Molarity formula M = n/V (moles per liter) and dilution equation M1V1 = M2V2.
Covers solution concentration, dilution factors, and worked examples with units.

Molarity Formula

M = n / V

where n = mass / molar mass

Molarity (M) is the most common way to express the concentration of a solution. It tells you how many moles of solute are dissolved in one liter of solution.

Dilution Equation

M₁V₁ = M₂V₂

When you dilute a solution (add more solvent), the amount of solute stays the same. This equation lets you find the new concentration or the volume needed.

Variables

SymbolMeaningUnit
MMolarity (concentration)mol/L (M)
nNumber of moles of solutemol
VVolume of solutionLiters (L)
M₁Initial (concentrated) molaritymol/L
V₁Initial volumeL or mL
M₂Final (diluted) molaritymol/L
V₂Final volumeL or mL

Example 1 — Calculating Molarity

You dissolve 58.44 g of NaCl (molar mass = 58.44 g/mol) in water to make 2 L of solution. What is the molarity?
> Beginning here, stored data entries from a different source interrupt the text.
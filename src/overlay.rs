//! Error preemption: the synthetic error item and the rotation it displaced.

use std::fmt;
use std::str::FromStr;
use std::sync::Arc;
use std::time::{Duration, Instant};

use embedded_graphics::prelude::Size;

use crate::constants::MAX_MESSAGE_LEN;
use crate::panels::ErrorPanel;
use crate::queue::{DisplayItem, ItemHandle, Priority, RotationMode};
use crate::state::Phase;

#[derive(Debug, Clone, Copy, PartialEq, Eq, PartialOrd, Ord)]
pub enum Severity {
    /// Shown once as a notice, rotation continues.
    Warning,
    /// Takes over the display until resolved or acknowledged.
    Critical,
}

impl Severity {
    pub fn as_str(self) -> &'static str {
        match self {
            Severity::Warning => "warning",
            Severity::Critical => "critical",
        }
    }
}

impl fmt::Display for Severity {
    fn fmt(&self, f: &mut fmt::Formatter<'_>) -> fmt::Result {
        f.write_str(self.as_str())
    }
}

impl FromStr for Severity {
    type Err = String;

    fn from_str(s: &str) -> Result<Self, Self::Err> {
        match s.trim().to_ascii_lowercase().as_str() {
            "warning" | "warn" => Ok(Severity::Warning),
            "critical" | "error" => Ok(Severity::Critical),
            other => Err(format!("unknown severity `{other}`")),
        }
    }
}

/// Rotation state captured when an error took over.
#[derive(Debug, Clone, Copy, PartialEq, Eq)]
pub struct SavedRotation {
    pub mode: RotationMode,
    pub handle: Option<ItemHandle>,
    /// How long `handle` had already been on screen.
    pub elapsed: Duration,
    pub resume: Phase,
}

#[derive(Debug, Clone, PartialEq, Eq)]
pub struct ErrorState {
    pub message: String,
    pub severity: Severity,
    pub since: Instant,
    /// Queue handle of the synthetic error item.
    pub handle: ItemHandle,
    pub saved: SavedRotation,
}

/// Trim, fall back to a placeholder and cap the length of a reported message.
pub fn normalize_message(message: &str) -> String {
    let message = message.trim();
    if message.is_empty() {
        return "unknown error".to_string();
    }
    message.chars().take(MAX_MESSAGE_LEN).collect()
}

/// Holds at most one active critical error.
#[derive(Debug, Default)]
pub struct ErrorOverlay {
    state: Option<ErrorState>,
}

impl ErrorOverlay {
    pub fn new() -> Self {
        Self::default()
    }

    /// Unbounded, top-priority item rendering a critical error.
    pub fn error_item(message: &str, size: Size) -> DisplayItem {
        DisplayItem::new(Arc::new(ErrorPanel::new(message, Severity::Critical, size)))
            .unbounded()
            .with_priority(Priority::Critical)
    }

    /// One-shot notice for a warning. It sorts ahead of normal items, so it
    /// is shown once when the rotation next wraps to the front, then dropped.
    pub fn notice_item(message: &str, size: Size) -> DisplayItem {
        DisplayItem::new(Arc::new(ErrorPanel::new(message, Severity::Warning, size)))
            .with_priority(Priority::High)
            .one_shot()
    }

    pub fn is_active(&self) -> bool {
        self.state.is_some()
    }

    pub fn state(&self) -> Option<&ErrorState> {
        self.state.as_ref()
    }

    pub fn handle(&self) -> Option<ItemHandle> {
        self.state.as_ref().map(|s| s.handle)
    }

    pub fn message(&self) -> Option<&str> {
        self.state.as_ref().map(|s| s.message.as_str())
    }

    pub fn raise(&mut self, message: String, handle: ItemHandle, saved: SavedRotation, now: Instant) {
        self.state = Some(ErrorState {
            message,
            severity: Severity::Critical,
            since: now,
            handle,
            saved,
        });
    }

    /// Swap in a new message and item for the active error, keeping the saved
    /// rotation. Returns the handle of the item it replaces.
    pub fn update(&mut self, message: String, handle: ItemHandle) -> Option<ItemHandle> {
        let state = self.state.as_mut()?;
        state.message = message;
        Some(std::mem::replace(&mut state.handle, handle))
    }

    /// The mode to restore once the error clears.
    pub fn set_saved_mode(&mut self, mode: RotationMode) -> bool {
        match self.state.as_mut() {
            Some(state) => {
                state.saved.mode = mode;
                true
            }
            None => false,
        }
    }

    pub fn clear(&mut self) -> Option<ErrorState> {
        self.state.take()
    }
}

#[cfg(test)]
mod tests {
    use super::*;
    use crate::queue::{DisplayQueue, ItemDuration};

    fn saved() -> SavedRotation {
        SavedRotation {
            mode: RotationMode::Auto,
            handle: None,
            elapsed: Duration::from_secs(2),
            resume: Phase::Rotating,
        }
    }

    fn size() -> Size {
        Size::new(160, 80)
    }

    #[test]
    fn test_error_item_is_unbounded_and_critical() {
        let item = ErrorOverlay::error_item("mqtt offline", size());
        assert_eq!(item.duration, ItemDuration::Unbounded);
        assert_eq!(item.priority, Priority::Critical);
        assert_eq!(item.name(), "error");

        let notice = ErrorOverlay::notice_item("disk low", size());
        assert!(!notice.repeat);
        assert_eq!(notice.name(), "warning");
    }

    #[test]
    fn test_notice_is_shown_at_the_next_wrap_then_dropped() {
        let mut queue = DisplayQueue::new();
        let first = queue.enqueue(ErrorOverlay::error_item("x", size()).with_priority(Priority::Normal));
        let second = queue.enqueue(ErrorOverlay::error_item("y", size()).with_priority(Priority::Normal));
        queue.advance();
        assert_eq!(queue.current().map(|(h, _)| h), Some(second));

        let notice = queue.enqueue(ErrorOverlay::notice_item("disk low", size()));
        assert_eq!(queue.handles(), vec![notice, first, second]);
        assert_eq!(queue.current().map(|(h, _)| h), Some(second));

        assert_eq!(queue.advance(), Some(notice));
        assert_eq!(queue.advance(), Some(first));
        assert!(!queue.contains(notice));
    }

    #[test]
    fn test_update_keeps_saved_rotation() {
        let mut queue = DisplayQueue::new();
        let first = queue.enqueue(ErrorOverlay::error_item("a", size()));
        let second = queue.enqueue(ErrorOverlay::error_item("b", size()));

        let mut overlay = ErrorOverlay::new();
        overlay.raise("a".into(), first, saved(), Instant::now());
        assert_eq!(overlay.update("b".into(), second), Some(first));
        assert_eq!(overlay.message(), Some("b"));
        assert_eq!(overlay.state().map(|s| s.saved), Some(saved()));
    }

    #[test]
    fn test_saved_mode_follows_mode_changes() {
        let mut overlay = ErrorOverlay::new();
        assert!(!overlay.set_saved_mode(RotationMode::Manual));
        let handle = DisplayQueue::new().enqueue(ErrorOverlay::error_item("x", size()));
        overlay.raise("x".into(), handle, saved(), Instant::now());
        assert!(overlay.set_saved_mode(RotationMode::Manual));
        let state = overlay.clear().unwrap();
        assert_eq!(state.saved.mode, RotationMode::Manual);
        assert!(!overlay.is_active());
    }

    #[test]
    fn test_message_normalization() {
        assert_eq!(normalize_message("  mqtt offline \n"), "mqtt offline");
        assert_eq!(normalize_message(""), "unknown error");
        assert_eq!(normalize_message(&"x".repeat(1000)).len(), MAX_MESSAGE_LEN);
    }

    #[test]
    fn test_severity_parsing() {
        assert_eq!("CRITICAL".parse::<Severity>(), Ok(Severity::Critical));
        assert_eq!("warn".parse::<Severity>(), Ok(Severity::Warning));
        assert!("meh".parse::<Severity>().is_err());
    }
}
n = mass / molar mass = 58.44 / 58.44 = 1 mol

M = n / V = 1 / 2

M = 0.5 mol/L (0.5 M NaCl solution)

Example 2 — Dilution

You have 100 mL of 6 M HCl. How much water must you add to make a 1 M solution?

M₁V₁ = M₂V₂

6 × 100 = 1 × V₂

V₂ = 600 mL (total final volume)

Add 500 mL of water (600 − 100 = 500 mL)

Example 3 — Finding Moles Needed

How many grams of KOH (molar mass 56.11 g/mol) are needed to make 500 mL of 0.25 M solution?

n = M × V = 0.25 × 0.5 L = 0.125 mol

mass = n × molar mass = 0.125 × 56.11

mass = 7.01 g of KOH

Key Notes

  • Formula: M = n / V (mol/L): Molarity (M) equals moles of solute divided by liters of solution. Note: liters of solution, not liters of solvent — the solute occupies volume too. Prepare a 1 M solution by dissolving 1 mol in enough solvent to reach exactly 1 L total volume.
  • Moles from mass: n = mass (g) / molar mass (g/mol): The two-step chain is always: grams → moles → molarity. Find molar mass from the periodic table by summing atomic masses. For NaCl: 22.99 + 35.45 = 58.44 g/mol; dissolve 58.44 g in water to 1 L → 1 M NaCl.
  • Molarity changes with temperature: Because it is defined per liter of solution, and solution volume expands when heated, molarity decreases slightly at higher temperatures. Molality (mol/kg solvent) is temperature-independent — preferred for precision work and colligative property calculations.
  • Dilution shortcut: C₁V₁ = C₂V₂: Moles of solute are conserved on dilution. To make 500 mL of 0.1 M HCl from 12 M stock: V₁ = C₂V₂/C₁ = (0.1 × 0.5)/12 ≈ 4.2 mL of stock, diluted to 500 mL total.
  • Applications: Molarity is the standard concentration unit in chemistry laboratories: preparing buffer solutions, making titrant standards, pharmaceutical dosing calculations, industrial chemical processes, clinical lab assay standards, and environmental pollutant concentration reporting.